For the past few weeks it's been impossible to miss the Rio Olympics or the upcoming Paralympics. The competitors are national heroes whether they win or not. Reporting on the games heads the television and radio news bulletins and it's splashed across the front pages of newspapers instead of being confined to the back. You might find it strange then, that I wish there was more.
    There is another Olympiad that I had never come across until about 12 years ago, and I only heard about it then because, in my role as a writer for the local press, I met one of the women selected to represent Great Britain. I'm speaking of the Cultural Olympiad. This was held for the first time in the modern period in 1912 with medals for architecture, sculpture, painting, music and literature. Have you ever heard of it? Do you know who any of the winners are? Are the works in the Cultural Olympiad famous? Are the medallists fe╠éted? Maybe in their own fields, but I doubt it even then.

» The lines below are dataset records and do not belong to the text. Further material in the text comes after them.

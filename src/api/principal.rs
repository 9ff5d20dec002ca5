//! Authenticated caller identity, taken from trusted edge headers.
//!
//! The service sits behind an authenticating proxy that verifies the
//! user's identity and forwards it in `x-user-id`, `x-user-name`, and
//! `x-user-email` headers. The core trusts those headers and never
//! verifies credentials itself; authorization (the admin check) happens
//! in the service layer against the configured admin set.

use axum::extract::FromRequestParts;
use axum::http::HeaderMap;
use axum::http::request::Parts;

use crate::domain::UserId;
use crate::error::BoardError;

/// The identity of the caller on an authenticated request.
#[derive(Debug, Clone)]
pub struct Principal {
    /// Stable user id assigned by the identity provider.
    pub user_id: UserId,
    /// Display name, when the proxy forwarded one.
    pub display_name: Option<String>,
    /// Email address, when the proxy forwarded one.
    pub email: Option<String>,
}

impl Principal {
    /// Resolves the name to stamp on authored content: the display name,
    /// falling back to the email local part, falling back to
    /// `"anonymous"`.
    #[must_use]
    pub fn author_name(&self) -> String {
        if let Some(name) = &self.display_name
            && !name.trim().is_empty()
        {
            return name.trim().to_string();
        }
        if let Some(email) = &self.email
            && let Some((local, _)) = email.split_once('@')
            && !local.is_empty()
        {
            return local.to_string();
        }
        "anonymous".to_string()
    }
}

fn header_string(headers: &HeaderMap, name: &str) -> Option<String> {
    headers
        .get(name)
        .and_then(|value| value.to_str().ok())
        .map(str::trim)
        .filter(|value| !value.is_empty())
        .map(str::to_string)
}

impl<S> FromRequestParts<S> for Principal
where
    S: Send + Sync,
{
    type Rejection = BoardError;

    async fn from_request_parts(parts: &mut Parts, _state: &S) -> Result<Self, Self::Rejection> {
        let user_id = header_string(&parts.headers, "x-user-id")
            .map(UserId::new)
            .ok_or(BoardError::Unauthenticated)?;

        Ok(Self {
            user_id,
            display_name: header_string(&parts.headers, "x-user-name"),
            email: header_string(&parts.headers, "x-user-email"),
        })
    }
}
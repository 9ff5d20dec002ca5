//! Serializable in-memory document store for the whole board.
//!
//! [`BoardStore`] wraps every collection behind one
//! [`tokio::sync::RwLock`]. A transactional operation takes the write
//! guard once and performs its entire read-check-write sequence inside
//! it, which gives the serializable, no-lost-update semantics the quota
//! and uniqueness invariants require: the counter value any committed
//! transaction observed reflects all previously committed increments.

use chrono::{DateTime, Utc};
use tokio::sync::RwLock;

use super::counter_store::CounterStore;
use super::login_log::LoginLog;
use super::post_store::PostStore;
use super::vote_store::VoteStore;
use crate::domain::{
    DailyCounter, DayKey, LoginHistoryEntry, Post, PostId, PostStatus, Tally, UserId, VoteKind,
    VoteRecord,
};
use crate::error::{BoardError, QuotaKind};

/// All mutable board state. Only ever touched under the store's lock.
#[derive(Debug, Default)]
struct BoardState {
    counters: CounterStore,
    posts: PostStore,
    votes: VoteStore,
    logins: LoginLog,
}

/// Central durable-store stand-in for counters, posts, ballots, and the
/// login log.
///
/// # Concurrency
///
/// - Reads share the lock and run concurrently.
/// - Transactional operations serialize on the write guard; two
///   concurrent `cast_vote` calls for the same `(post, user)` commit at
///   most one ballot, and concurrent `create_post` calls never lose a
///   counter update.
#[derive(Debug, Default)]
pub struct BoardStore {
    state: RwLock<BoardState>,
}

impl BoardStore {
    /// Creates an empty store.
    #[must_use]
    pub fn new() -> Self {
        Self::default()
    }

    /// Transactional post creation:
    /// `check daily post quota → increment counter → insert pending post`.
    ///
    /// Input validation happens in the service layer before this call so
    /// invalid input never consumes quota.
    ///
    /// # Errors
    ///
    /// Returns [`BoardError::QuotaExceeded`] when the day's post counter
    /// is at or above `limit`; the transaction then has no side effects.
    pub async fn create_post(
        &self,
        title: String,
        content: String,
        author_id: UserId,
        author_name: String,
        day: DayKey,
        limit: u32,
    ) -> Result<Post, BoardError> {
        let mut state = self.state.write().await;

        if state.counters.get(day).post_count >= limit {
            return Err(BoardError::QuotaExceeded {
                kind: QuotaKind::Posts,
                limit,
            });
        }

        state.counters.increment_posts(day, Utc::now());
        let post = Post::new_pending(title, content, author_id, author_name);
        state.posts.insert(post.clone());
        Ok(post)
    }

    /// Transactional vote cast:
    /// `check existing vote → check daily vote quota → increment vote
    /// counter → insert vote record → increment post tally`.
    ///
    /// # Errors
    ///
    /// - [`BoardError::PostNotFound`] if the post does not exist.
    /// - [`BoardError::Validation`] if the post is not approved; voting
    ///   is only open on the public board.
    /// - [`BoardError::AlreadyVoted`] if the user already holds a ballot.
    /// - [`BoardError::QuotaExceeded`] when the day's vote counter is at
    ///   or above `limit`.
    ///
    /// On any error the transaction has no side effects.
    pub async fn cast_vote(
        &self,
        post_id: PostId,
        user_id: UserId,
        kind: VoteKind,
        day: DayKey,
        limit: u32,
    ) -> Result<(VoteRecord, Tally), BoardError> {
        let mut state = self.state.write().await;

        let post = state
            .posts
            .get(post_id)
            .ok_or(BoardError::PostNotFound(post_id))?;
        if post.status != PostStatus::Approved {
            return Err(BoardError::Validation(
                "voting is only open for approved posts".to_string(),
            ));
        }

        if state.votes.has_voted(post_id, &user_id) {
            return Err(BoardError::AlreadyVoted(post_id));
        }

        if state.counters.get(day).vote_count >= limit {
            return Err(BoardError::QuotaExceeded {
                kind: QuotaKind::Votes,
                limit,
            });
        }

        let now = Utc::now();
        state.counters.increment_votes(day, now);

        let record = VoteRecord {
            post_id,
            user_id,
            kind,
            created_at: now,
        };
        state.votes.insert(record.clone())?;
        let tally = state.posts.record_vote(post_id, kind)?;

        Ok((record, tally))
    }

    /// Marks a pending post approved.
    ///
    /// # Errors
    ///
    /// See [`PostStore::approve`].
    pub async fn approve_post(&self, post_id: PostId, admin: &UserId) -> Result<Post, BoardError> {
        let mut state = self.state.write().await;
        state.posts.approve(post_id, admin, Utc::now())
    }

    /// Marks a pending post rejected.
    ///
    /// # Errors
    ///
    /// See [`PostStore::reject`].
    pub async fn reject_post(
        &self,
        post_id: PostId,
        admin: &UserId,
        reason: String,
    ) -> Result<Post, BoardError> {
        let mut state = self.state.write().await;
        state.posts.reject(post_id, admin, reason, Utc::now())
    }

    /// Returns a clone of a post.
    ///
    /// # Errors
    ///
    /// Returns [`BoardError::PostNotFound`] if the post does not exist.
    pub async fn get_post(&self, post_id: PostId) -> Result<Post, BoardError> {
        let state = self.state.read().await;
        state
            .posts
            .get(post_id)
            .cloned()
            .ok_or(BoardError::PostNotFound(post_id))
    }

    /// Returns clones of all posts with the given status, unsorted.
    pub async fn list_by_status(&self, status: PostStatus) -> Vec<Post> {
        self.state.read().await.posts.list_by_status(status)
    }

    /// Reads the counter for a day. An absent record reads as all-zero.
    pub async fn daily_counter(&self, day: DayKey) -> DailyCounter {
        self.state.read().await.counters.get(day)
    }

    /// Returns `true` if the user already holds a ballot on the post.
    pub async fn has_voted(&self, post_id: PostId, user_id: &UserId) -> bool {
        self.state.read().await.votes.has_voted(post_id, user_id)
    }

    /// Recomputes a post's tally from its ballot records.
    pub async fn tally_from_votes(&self, post_id: PostId) -> Tally {
        self.state.read().await.votes.tally_for(post_id)
    }

    /// Returns the ids of all approved posts.
    pub async fn approved_post_ids(&self) -> Vec<PostId> {
        self.state.read().await.posts.approved_ids()
    }

    /// Atomically compares a post's stored tally against its ballots and
    /// overwrites it when they differ. Returns the corrected tally when a
    /// repair happened.
    ///
    /// # Errors
    ///
    /// Returns [`BoardError::PostNotFound`] if the post vanished between
    /// the sweep's id scan and this call (it is then skipped upstream).
    pub async fn repair_tally(&self, post_id: PostId) -> Result<Option<Tally>, BoardError> {
        let mut state = self.state.write().await;
        let stored = state
            .posts
            .get(post_id)
            .ok_or(BoardError::PostNotFound(post_id))?
            .tally;
        let actual = state.votes.tally_for(post_id);
        if stored == actual {
            return Ok(None);
        }
        state.posts.apply_tally(post_id, actual)?;
        Ok(Some(actual))
    }

    /// Overwrites a post's tally with an externally recomputed value.
    ///
    /// # Errors
    ///
    /// Returns [`BoardError::PostNotFound`] if the post does not exist.
    pub async fn apply_tally(&self, post_id: PostId, tally: Tally) -> Result<(), BoardError> {
        self.state.write().await.posts.apply_tally(post_id, tally)
    }

    /// Appends a login-history entry.
    pub async fn record_login(&self, entry: LoginHistoryEntry) {
        self.state.write().await.logins.append(entry);
    }

    /// Number of retained login-history entries.
    pub async fn login_history_len(&self) -> usize {
        self.state.read().await.logins.len()
    }

    /// Deletes one batch of expired rejected posts (and their ballots),
    /// returning the purged ids.
    pub async fn purge_rejected_batch(
        &self,
        cutoff: DateTime<Utc>,
        limit: usize,
    ) -> Vec<PostId> {
        let mut state = self.state.write().await;
        let removed = state.posts.take_rejected_older_than(cutoff, limit);
        for id in &removed {
            state.votes.remove_post(*id);
        }
        removed
    }

    /// Deletes one batch of expired login-history entries, returning how
    /// many were removed.
    pub async fn purge_login_batch(&self, cutoff: DateTime<Utc>, limit: usize) -> usize {
        self.state.write().await.logins.purge_older_than(cutoff, limit)
    }
}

    Details of Rio's Cultural Olympiad are hard to come by. The fact that Brazil's political and economic difficulties resulted in the abolition and reinstatement of the Ministry of Culture hasn't helped. Apparently, the Cultural Olympiad this time consists mainly of surprise events with organisers relying on spontaneous street entertainment such as dance, theatre and flash mobs.
    Those in control of the purse strings always talk about how important and life enhancing both culture and sport are, how they both increase the spiritual wellbeing and health, but they are never treated as equally important. It governments really believe that culture is as essential and sport, why is the Cultural Olympiad being allowed to wither away?